Mills v. Brown

JOSEPH, C. J.

Plaintiff was injured when his car was struck from behind by a car driven by Humphreys, who died about two months later. The other defendants (hereinafter defendants) are the driver and the owners of a truck which had stopped in the roadway after running out of gas and behind which plaintiff was stopped or was in the process of stopping when he was hit. Before trial, Humphreys’ estate paid plaintiff $25,000 on a covenant not to sue.1 The jury found that plaintiffs damages were $51,000, that defendants were 55 percent negligent and that plaintiff was 45 percent negligent. Because the amount already received from Humphreys’ estate plus plaintiffs PIP benefits exceeded 55 percent of $51,000, judgment was entered for defendants. Plaintiff appeals, and we reverse.

Although plaintiff assigns several errors, one error is fundamental. ORS 18.470 provides, in part:

“Contributory negligence shall not bar recovery in an action by any person * * * to recover damages for * * * injury * * * if the fault attributable to the person seeking recovery was not greater than the combined fault of the person or persons against whom recovery is sought, but any damages allowed shall be diminished in the proportion to the percentage of fault attributable to the person recovering.” (Emphasis supplied.)

Peterson v. Mult Co. Sch. Dist. No. 1, 64 Or App 81, 668 P2d 385, rev den 295 Or 773 (1983), was issued shortly before the trial in this case. It is a comparative negligence case in which the plaintiff cross-appealed, challenging the trial court’s method of computing damages. We said:

“[P]laintiff argues, in essence, that his approach is more compatible with the objectives of the comparative fault statute in cases where there was a settlement with a joint tortfeasor, because the jury makes no finding about the settling tortfeasor’s share of the fault for the total injury in such situations.” 64 Or App at 95.

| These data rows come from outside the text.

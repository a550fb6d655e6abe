//! Basic usage example for trialsites-rs
//!
//! This example demonstrates how to:
//! - Build the geography index of a trial's sites
//! - Assemble the country / state / city hierarchy
//! - Narrow the view with the country and state filters

use trialsites_rs::prelude::*;

fn trial_sites() -> Vec<SiteRecord> {
    vec![
        SiteRecord::new("Johns Hopkins", RecruitmentStatus::Active)
            .in_country(UNITED_STATES)
            .in_state("MD")
            .in_city("Baltimore")
            .with_contact("Site Public Contact", Some("410-955-8804"), None),
        SiteRecord::new("NIH Clinical Center", RecruitmentStatus::Active)
            .in_country(UNITED_STATES)
            .in_state("MD")
            .in_city("Bethesda")
            .with_postal_code(NIH_ZIPCODE),
        SiteRecord::new("MD Anderson", RecruitmentStatus::TemporarilyClosedToAccrual)
            .in_country(UNITED_STATES)
            .in_state("TX")
            .in_city("Houston"),
        SiteRecord::new("Princess Margaret", RecruitmentStatus::Active)
            .in_country(CANADA)
            .in_state("ON")
            .in_city("Toronto"),
        SiteRecord::new("Gustave Roussy", RecruitmentStatus::ClosedToAccrual)
            .in_country("France")
            .in_city("Villejuif"),
    ]
}

fn main() -> Result<()> {
    println!("=== trialsites-rs Basic Usage Example ===\n");

    let sites = trial_sites();

    // Example 1: Index
    println!("--- Example 1: Countries and US states ---");
    let index = build_geography_index(&sites, &UsStateNames);
    println!("Countries: {}", index.countries.join(", "));
    for abbr in &index.us_states {
        println!("- {} ({abbr})", UsStateNames.state_label(abbr));
    }
    println!();

    // Example 2: Master hierarchy
    println!("--- Example 2: Master hierarchy ---");
    for node in assemble_all(&sites, &index) {
        println!("{} ({} sites)", node.name(), node.site_count());
        for group in node.city_groups() {
            let names: Vec<_> = group.sites.iter().map(SiteRecord::name).collect();
            println!("  {}: {}", group.city, names.join(", "));
        }
    }
    println!();

    // Example 3: Filters
    println!("--- Example 3: Filtering to Maryland ---");
    let mut org: OrganizerFacade = OrganizerFacade::default();
    org.set_sites(sites);
    org.set_state_filter("MD");
    for node in org.display_tree() {
        println!("{} ({} sites)", node.name(), node.site_count());
    }
    println!();

    println!("--- Example 4: Filter controls ---");
    let options = org.filter_options();
    let countries: Vec<_> = options.countries.iter().map(|o| o.label.as_str()).collect();
    println!("Country selector: {}", countries.join(" | "));
    println!("State selector shown: {}", options.show_state_filter);

    // Example 5: Loading from JSON
    println!("\n--- Example 5: Loading a trial document ---");
    let loaded = sites_from_json(
        r#"{ "sites": [ { "name": "Mayo Clinic", "country": "United States",
              "stateOrProvinceAbbreviation": "MN", "city": "Rochester",
              "recruitmentStatus": "ACTIVE" } ] }"#,
    )?;
    println!("Loaded {} site(s): {}", loaded.len(), loaded[0].name());

    Ok(())
}
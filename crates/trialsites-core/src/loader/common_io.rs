// crates/trialsites-core/src/loader/common_io.rs
use crate::error::{Result, SiteError};
use std::fs::File;
use std::io::{BufReader, Read};
use std::path::Path;

#[cfg(feature = "compact")]
use flate2::read::GzDecoder;

fn is_gzip(path: &Path) -> bool {
    path.extension().is_some_and(|ext| ext.eq_ignore_ascii_case("gz"))
}

/// Opens `path` for reading, decompressing `*.gz` files on the fly.
pub fn open_stream(path: &Path) -> Result<Box<dyn Read>> {
    let file = File::open(path).map_err(|e| {
        SiteError::NotFound(format!("Input not found at {}: {}", path.display(), e))
    })?;

    let reader = BufReader::new(file);

    if !is_gzip(path) {
        return Ok(Box::new(reader));
    }

    #[cfg(feature = "compact")]
    {
        Ok(Box::new(GzDecoder::new(reader)))
    }

    #[cfg(not(feature = "compact"))]
    {
        Err(SiteError::InvalidData(format!(
            "{} is gzip-compressed but the `compact` feature is disabled",
            path.display()
        )))
    }
}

In that case, no issue was raised about whose faults are to be compared in the multi-party, partial settlement situation, and *461the quoted language, merely paraphrasing an argument, was not even dictum. The trial judge in this case apparently treated the language as a rule of law and refused to submit the issue of the comparative fault of Humphreys to the jury.

Although there is no point in speculating what the jury might have done had it been instructed to consider Humphreys’ fault in bringing about plaintiffs injuries, it is inescapable that failure to submit that issue caused the jury to decide a case that was quite different than the one presented by the facts. Whatever his degree of fault, plaintiff did not simply have an encounter with defendants that produced his injury. He encountered defendants’ vehicle, he reacted in some fashion and he was hit from behind by Humphreys. The causation issues that ought to have been decided by the jury are who did what to whom, who was to blame and how is any joint blame to be allocated. Once the jury had answered those questions, the court should havé done any arithmetic the verdict might require. ORS 18.485; see Stovall v. Perius, 61 Or App 650, 661, 659 P2d 393, rev den 294 Or 792 (1983).

Whether the comparative negligence of Humphreys ought to have been decided by the jury is involved in six of the assignments of error. Those assignments also challenge the appropriateness of instructions in the light of the fact that they each raise questions about plaintiffs conduct vis-a-vis Humphreys, whose negligence the judge had taken out of the case. Those assignments are all posited on the proposition that “the uncontroverted evidence” is that plaintiff was “stopped” when the accident occurred.

The assignments fail for several reasons. First, there was evidence that plaintiffs car was still moving when Humphreys’ car struck it; second, if he was “stopped,” plaintiff established by his own testimony that no more than the briefest possible time had passed before he was struck. Finally, even though the instructions might well have been misunderstood or misapplied by the jury in the absence of Humphreys’ fault being put in issue, on retrial instructions similar to those now challenged will be appropriate in putting all of the parties’ comparative faults to the jury.

The remaining assignment of error is not likely to arise on retrial.

*462Reversed and remanded.

No judgment on the claim against Humphreys’ estate was entered until after the verdict on the claims against defendants.